The low death rates for younger people have given some younger generations a sense of confidence. Consider the 20-somethings who are buying cheap flights amid coronavirus fears.

“I feel like if the coronavirus would get even more serious and like wipe out a large amount of people, I might as well be somewhere having fun,” Ashley Henkel, a 20-year-old who recently booked flights to Vancouver, New York City, and Portland, Oregon, for the summer told Ben Kesslen for NBC.

But just because we might feel the odds are in our favour doesn’t mean that’s the case for the people we interact with. As a senior doctor for a major European hospital wrote in a Newsweek opinion piece geared towards young people, “Odds are, you might catch coronavirus and might not even get symptoms. Great. Good for you. Very bad for everyone else, from your own grandparents to the random older person who got on the subway train a stop or two after you got off.”

Italy coronavirus
There have been reported cases of passing on coronavirus without exhibiting symptoms. Reuters

Coronavirus symptoms can appear within 11.5 days, according to a new study. And there have been reports of asymptomatic infection with COVID-19, according to the CDC, meaning you could have COVID-19 without exhibiting symptoms. Symptomatic or asymptomatic, you can unknowingly pass coronavirus on to someone else.

Health experts recommend practicing social distancing to help keep loved ones safe

Business Insider has mandated a work from home policy for at least two weeks. I’d be lying if I said I wasn’t already tiring of hacking away at my keyboard nine hours a day inside the tiny box that New York City likes to call an apartment. I long for mental and physical space and have considered flying home to Florida where that space exists, but I don’t want to risk unknowingly passing coronavirus on to my mum.

So I’m staying put.

These kinds of social distancing techniques are key preventative measures to keep the outbreak from overwhelming the US healthcare system, reported Business Insider’s Lydia Ramsey. It’s why New York City Mayor Bill de Blasio announced on Sunday that all bars and restaurants will be limited to take-out only; why New York Governor Andrew Cuomo banned gatherings of 500 people or more; why major events, from sporting games to conferences, have been cancelled; and why many workplaces and schools are closing.

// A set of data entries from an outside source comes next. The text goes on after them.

use axum::{Router, middleware};
use fhub::features::identity::{SessionResolver, route_guard};
use fhub::kernel::server::reply::ServiceError;
use fhub::kernel::server::state::ApiState;
use tower_http::trace::TraceLayer;
use utoipa::OpenApi;
use utoipa_axum::router::OpenApiRouter;
use utoipa_scalar::{Scalar, Servable};

#[derive(OpenApi)]
#[openapi(info(
    title = "FoodHub Gateway",
    description = "Session-aware gateway between the FoodHub web client and the marketplace backend"
))]
struct ApiDoc;

async fn not_found() -> ServiceError {
    ServiceError::not_found("Page not found.")
}

/// Every route, guarded. The fallback sits inside the guard so unknown dashboard paths
/// still redirect visitors without the right role.
#[allow(unreachable_pub)]
pub fn init(state: ApiState, resolver: SessionResolver) -> Router {
    let api = ApiDoc::openapi();

    // Separate the OpenAPI routes and the API documentation object
    let (openapi_routes, api_doc) = OpenApiRouter::with_openapi(api)
        .merge(fhub::server::router::system_router())
        .merge(fhub::router())
        .split_for_parts();

    let scalar_routes = Scalar::with_url("/api", api_doc);

    Router::new()
        .merge(openapi_routes)
        .merge(scalar_routes)
        .fallback(not_found)
        .layer(middleware::from_fn_with_state(resolver, route_guard))
        .layer(TraceLayer::new_for_http())
        .with_state(state)
}
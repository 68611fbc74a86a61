use crate::models::user::{UserStatus, lenient_status};
use crate::role::{Role, session_role};
use serde::{Deserialize, Serialize};

/// The authenticated user as reported by the auth service.
#[derive(Debug, Clone, PartialEq, Eq, Serialize, Deserialize)]
#[serde(rename_all = "camelCase")]
pub struct SessionUser {
    pub id: String,
    #[serde(deserialize_with = "session_role")]
    pub role: Role,
    pub email: String,
    pub name: String,
    #[serde(default, deserialize_with = "lenient_status")]
    pub status: Option<UserStatus>,
    #[serde(default)]
    pub image: Option<String>,
}

/// Session for one request. Resolved per request and never cached.
///
/// Extra members of the auth payload (token metadata, expiry) are ignored.
#[derive(Debug, Clone, PartialEq, Eq, Serialize, Deserialize)]
pub struct Session {
    pub user: SessionUser,
}

impl Session {
    #[must_use]
    pub const fn role(&self) -> Role {
        self.user.role
    }

    #[must_use]
    pub fn is_suspended(&self) -> bool {
        self.user.status == Some(UserStatus::Suspended)
    }
}
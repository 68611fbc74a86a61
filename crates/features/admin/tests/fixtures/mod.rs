#![allow(dead_code)]

use axum::body::{Body, to_bytes};
use axum::extract::{Path, State};
use axum::http::header::{CONTENT_TYPE, COOKIE};
use axum::http::{HeaderMap, Method, Request, StatusCode};
use axum::response::{IntoResponse, Response};
use axum::routing::{get, patch};
use axum::{Json, Router, middleware};
use chrono::{Days, Utc};
use fhub_identity::route_guard;
use fhub_kernel::backend::BackendClient;
use fhub_kernel::domain::config::GatewayConfig;
use fhub_kernel::domain::registry::InitializedSlice;
use fhub_kernel::server::state::ApiState;
use serde_json::{Value, json};
use std::net::SocketAddr;
use std::sync::Arc;
use std::sync::atomic::{AtomicUsize, Ordering};
use tokio::net::TcpListener;
use tower::ServiceExt;

pub const ADMIN: &str = "session=admin";
pub const CUSTOMER: &str = "session=customer";
/// Admin session whose `GET /orders` fails upstream.
pub const ADMIN_ORDERS_DOWN: &str = "session=admin; orders=down";

fn cookie(headers: &HeaderMap) -> &str {
    headers.get(COOKIE).and_then(|value| value.to_str().ok()).unwrap_or_default()
}

async fn get_session(headers: HeaderMap) -> Json<Value> {
    let role = match cookie(&headers) {
        raw if raw.contains("session=admin") => "ADMIN",
        raw if raw.contains("session=customer") => "CUSTOMER",
        _ => return Json(Value::Null),
    };
    Json(json!({ "user": { "id": "u-admin", "role": role, "email": "a@foodhub.test", "name": "Ada" } }))
}

fn days_ago(days: u64) -> String {
    (Utc::now() - Days::new(days)).to_rfc3339()
}

pub fn user(id: &str, name: &str, role: &str, is_approved: bool) -> Value {
    json!({
        "id": id,
        "name": name,
        "email": format!("{id}@foodhub.test"),
        "role": role,
        "status": "ACTIVE",
        "isApproved": is_approved,
        "createdAt": days_ago(0),
    })
}

fn users() -> Value {
    json!({
        "success": true,
        "data": [
            user("c1", "Cee", "CUSTOMER", true),
            user("p1", "Pat", "PROVIDER", false),
            user("u-admin", "Ada", "ADMIN", true),
        ],
    })
}

fn restaurant(id: &str, name: &str, created_at: &str) -> Value {
    json!({
        "id": id,
        "providerId": "p1",
        "name": name,
        "addressLine": "1 Main St",
        "city": "Dhaka",
        "isActive": true,
        "createdAt": created_at,
        "updatedAt": created_at,
    })
}

fn order(id: &str, customer_id: &str, restaurant_id: &str, menu_item_id: &str, created_at: &str) -> Value {
    json!({
        "id": id,
        "status": "PENDING",
        "totalCents": 1200,
        "createdAt": created_at,
        "customerId": customer_id,
        "restaurantId": restaurant_id,
        "menuItemId": menu_item_id,
    })
}

async fn orders(headers: HeaderMap) -> Response {
    if cookie(&headers).contains("orders=down") {
        return StatusCode::INTERNAL_SERVER_ERROR.into_response();
    }
    Json(json!([
        order("o1", "c1", "r1", "m1", &days_ago(0)),
        order("o2", "c-gone", "r1", "m1", &days_ago(1)),
        order("o3", "c1", "r-gone", "m-gone", &days_ago(30)),
    ]))
    .into_response()
}

async fn restaurant_by_id(State(lookups): State<Arc<AtomicUsize>>, Path(id): Path<String>) -> Response {
    lookups.fetch_add(1, Ordering::SeqCst);
    match id.as_str() {
        "r1" => Json(json!({ "data": restaurant("r1", "Noodle Bar", &days_ago(2)) })).into_response(),
        _ => (StatusCode::NOT_FOUND, Json(json!({ "message": "Restaurant not found" }))).into_response(),
    }
}

async fn menu_item_by_id(Path(id): Path<String>) -> Response {
    match id.as_str() {
        "m1" => Json(json!({ "id": "m1", "name": "Pho" })).into_response(),
        _ => Json(json!({ "data": null })).into_response(),
    }
}

async fn set_status(Path(id): Path<String>) -> Response {
    if id == "u-admin" {
        return (StatusCode::FORBIDDEN, Json(json!({ "message": "Admins cannot be suspended" }))).into_response();
    }
    Json(json!({ "success": true, "data": { "id": id } })).into_response()
}

async fn set_approval(Path(id): Path<String>) -> Response {
    if id == "p1" {
        return StatusCode::INTERNAL_SERVER_ERROR.into_response();
    }
    StatusCode::NO_CONTENT.into_response()
}

pub struct Stub {
    pub addr: SocketAddr,
    /// Hits on `GET /restaurants/{id}`.
    pub restaurant_lookups: Arc<AtomicUsize>,
}

pub async fn spawn_stub() -> Stub {
    let restaurant_lookups = Arc::new(AtomicUsize::new(0));
    let router = Router::new()
        .route("/api/auth/get-session", get(get_session))
        .route(
            "/api/users/me",
            get(|| async { Json(json!({ "id": "u-admin", "name": "Ada", "email": "a@foodhub.test", "role": "ADMIN" })) }),
        )
        .route("/api/users", get(|| async { Json(users()) }))
        .route("/api/users/{id}/status", patch(set_status))
        .route("/api/users/{id}/approval", patch(set_approval))
        .route(
            "/api/restaurants",
            get(|| async {
                Json(json!([restaurant("r1", "Noodle Bar", &days_ago(2)), restaurant("r2", "Taco Stand", &days_ago(40))]))
            }),
        )
        .route("/api/restaurants/{id}", get(restaurant_by_id))
        .route("/api/menu-items/{id}", get(menu_item_by_id))
        .route("/api/orders", get(orders))
        .with_state(restaurant_lookups.clone());

    let listener = TcpListener::bind("127.0.0.1:0").await.expect("bind stub");
    let addr = listener.local_addr().expect("stub addr");
    tokio::spawn(async move {
        let _ = axum::serve(listener, router).await;
    });
    Stub { addr, restaurant_lookups }
}

pub fn gateway(addr: SocketAddr) -> Router {
    let mut config = GatewayConfig::default();
    config.auth.url = format!("http://{addr}/api/auth");
    config.backend.url = format!("http://{addr}/api");

    let backend = BackendClient::builder()
        .base_url(config.backend.url.as_str())
        .build()
        .expect("backend client");
    let identity = fhub_identity::init(&config).expect("identity slice");
    let resolver = identity.resolver.clone();
    let state = ApiState::builder()
        .config(config)
        .backend(backend.clone())
        .register_slice(InitializedSlice::new(identity))
        .register_slice(fhub_admin::init(&backend))
        .build()
        .expect("state");

    let (router, _api) = fhub_admin::router().split_for_parts();
    router.layer(middleware::from_fn_with_state(resolver, route_guard)).with_state(state)
}

pub fn request(method: Method, path: &str, cookie: &str, body: Option<Value>) -> Request<Body> {
    let builder = Request::builder().method(method).uri(path).header(COOKIE, cookie);
    match body {
        Some(body) => builder
            .header(CONTENT_TYPE, "application/json")
            .body(Body::from(body.to_string()))
            .expect("request"),
        None => builder.body(Body::empty()).expect("request"),
    }
}

pub async fn send(router: &Router, request: Request<Body>) -> (StatusCode, Value) {
    let response = router.clone().oneshot(request).await.expect("router is infallible");
    let status = response.status();
    let bytes = to_bytes(response.into_body(), usize::MAX).await.expect("body");
    let body = if bytes.is_empty() { Value::Null } else { serde_json::from_slice(&bytes).expect("json") };
    (status, body)
}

There are other steps we can take to protect ourselves and the people around us. Companies around the world are asking their employees to work from home. Health experts suggest restricting non-essential beauty appointments, avoiding crowds, weighing a variety of factors before travelling, staying home if we’re sick, washing our hands for at least 20 seconds, and disinfecting touched surfaces on a daily basis.

There’s no denying that all of this is harder than it sounds. I’m 28, feeling cooped up, and already longing for my social life, but the coronavirus isn’t just about my health. It’s also about others’ – my parents’ and your parents’ included.